Metadata-Version: 2.1
Name: ezserialization
Version: 0.2.3
Summary: Simple, easy to use & transparent python objects serialization & deserialization.
Home-page: https://github.com/gMatas/ezserialization
License: MIT
Author: Matas Gumbinas
Author-email: matas.gumbinas@gmail.com
Requires-Python: >=3.10,<4.0
Classifier: License :: OSI Approved :: MIT License
Classifier: Programming Language :: Python :: 3
Classifier: Programming Language :: Python :: 3.10
Classifier: Programming Language :: Python :: 3.11
Classifier: Programming Language :: Python :: 3.12
Project-URL: Repository, https://github.com/gMatas/ezserialization
Description-Content-Type: text/markdown

# EzSerialization

[![Ruff](https://img.shields.io/endpoint?url=https://raw.githubusercontent.com/astral-sh/ruff/main/assets/badge/v2.json)](https://github.com/astral-sh/ruff)
[![PyPI](https://img.shields.io/pypi/v/ezserialization?style=flat)](https://pypi.org/project/ezserialization)
[![License](https://img.shields.io/pypi/l/ezserialization?style=flat)](https://github.com/gMatas/ezserialization/blob/main/LICENSE)

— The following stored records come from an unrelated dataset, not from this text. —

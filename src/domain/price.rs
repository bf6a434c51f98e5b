use chrono::{DateTime, Duration, Utc};
use serde::{Deserialize, Serialize};

use super::types::SLOT_MINUTES;

/// Provenance of a price figure. The ordering matters: a stored cache slot
/// must never move down this ladder between successive refreshes.
#[derive(Debug, Clone, Copy, PartialEq, Eq, PartialOrd, Ord, Serialize, Deserialize)]
#[serde(rename_all = "kebab-case")]
pub enum PriceQuality {
    /// Synthesised from the configured default price.
    Default,
    /// Synthesised from a schedule window's nominal price.
    FallbackSchedule,
    Forecast,
    /// Served from a cache whose source has gone stale.
    CachedStale,
    Current,
    Actual,
}

/// One half-hour spot price on a named channel.
#[derive(Debug, Clone, PartialEq, Serialize, Deserialize)]
pub struct PricePoint {
    pub start: DateTime<Utc>,
    pub channel: String,
    /// Price in cents per kWh.
    pub per_kwh: f64,
    pub quality: PriceQuality,
}

impl PricePoint {
    pub fn end(&self) -> DateTime<Utc> {
        self.start + Duration::minutes(SLOT_MINUTES)
    }

    pub fn covers(&self, t: DateTime<Utc>) -> bool {
        t >= self.start && t < self.end()
    }
}

/// Hourly usage/cost row as reported by the price source, kept in a
/// time-bounded ring alongside the cache.
#[derive(Debug, Clone, PartialEq, Serialize, Deserialize)]
pub struct UsageRow {
    pub start: DateTime<Utc>,
    pub channel: String,
    pub energy_kwh: f64,
    pub cost: f64,
}

#[cfg(test)]
mod tests {
    use super::*;
    use chrono::TimeZone;

    #[test]
    fn quality_ladder_orders_forecast_below_stale_below_current() {
        assert!(PriceQuality::Forecast < PriceQuality::CachedStale);
        assert!(PriceQuality::CachedStale < PriceQuality::Current);
        assert!(PriceQuality::Current < PriceQuality::Actual);
        assert!(PriceQuality::Default < PriceQuality::FallbackSchedule);
        assert!(PriceQuality::FallbackSchedule < PriceQuality::Forecast);
    }

    #[test]
    fn price_point_covers_its_half_hour() {
        let start = Utc.with_ymd_and_hms(2025, 6, 1, 10, 0, 0).unwrap();
        let p = PricePoint {
            start,
            channel: "general".into(),
            per_kwh: 21.5,
            quality: PriceQuality::Forecast,
        };
        assert!(p.covers(start));
        assert!(p.covers(start + Duration::minutes(29)));
        assert!(!p.covers(start + Duration::minutes(30)));
    }
}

**ezserialization** - Simple, easy to use & transparent python objects serialization & deserialization.

## About

EzSerialization is meant to be simple in features and usage. It follows these three ideas:

- **python dicts based**. This package only helps to serialize objects to dicts. 
  Converting them to JSON, XML, etc. is left to the user;
- **transparent serialization logic**. It does not have automatic `from_dict` & `to_dict` methods that convert class 
  instances of any kind to dicts. Implementing them is left to the end-user, thus being transparent with what actually 
  happens with the user data;

## Install

Simply install from PyPI via pip command:
```sh
pip install ezserialization
```

Or use Poetry:
```sh
poetry install
```

## Usage

To use this package:

- simply implement `Serializable` protocol for your classes by having defined `to_dict()` and 
  `from_dict()` methods;
- decorate your classes with `@serializable`.

During serialization, simply use your implemented `to_dict` method, and it will return 
your defined dict `{'some_value': 'wow', ...}` placed inside a wrapper 
dict `{'_type_': 'example.module.Example', 'some_value': 'wow', ...}`.

During de-serialization (via `deserialize()` method) the wrapped dict's `_type_` property will be removed and used 
to import `example.module` module dynamically. Finally, the found `Example` class' `from_dict` method will be used 
to create new object from the non-wrapped dict.

Here's an example:

```python
from pprint import pprint
from typing import Mapping
from ezserialization import serializable, deserialize

@serializable
class Example:
    def __init__(self, value: str):
        self.value = value

    def to_dict(self) -> dict:
        return {"some_value": self.value}

    @classmethod
    def from_dict(cls, src: Mapping):
        return cls(value=src["some_value"])


obj = Example("wow")
obj_dict = obj.to_dict()

pprint(obj_dict, indent=2)
# Output:
# {'_type_': '__main__.Example', 'some_values': 'wow'}

obj2 = deserialize(obj_dict)

print(obj.value == obj2.value)
# Output:
# True
```

## Configuration

Currently only a single option is available for customizing `ezserialization`:
- `ezserialization.TYPE_FIELD_NAME` - By default it is set to `_type_`, however if user's solution has `to_dict()` 
  methods that already contains such field, an alternative field name can be set to override the default one.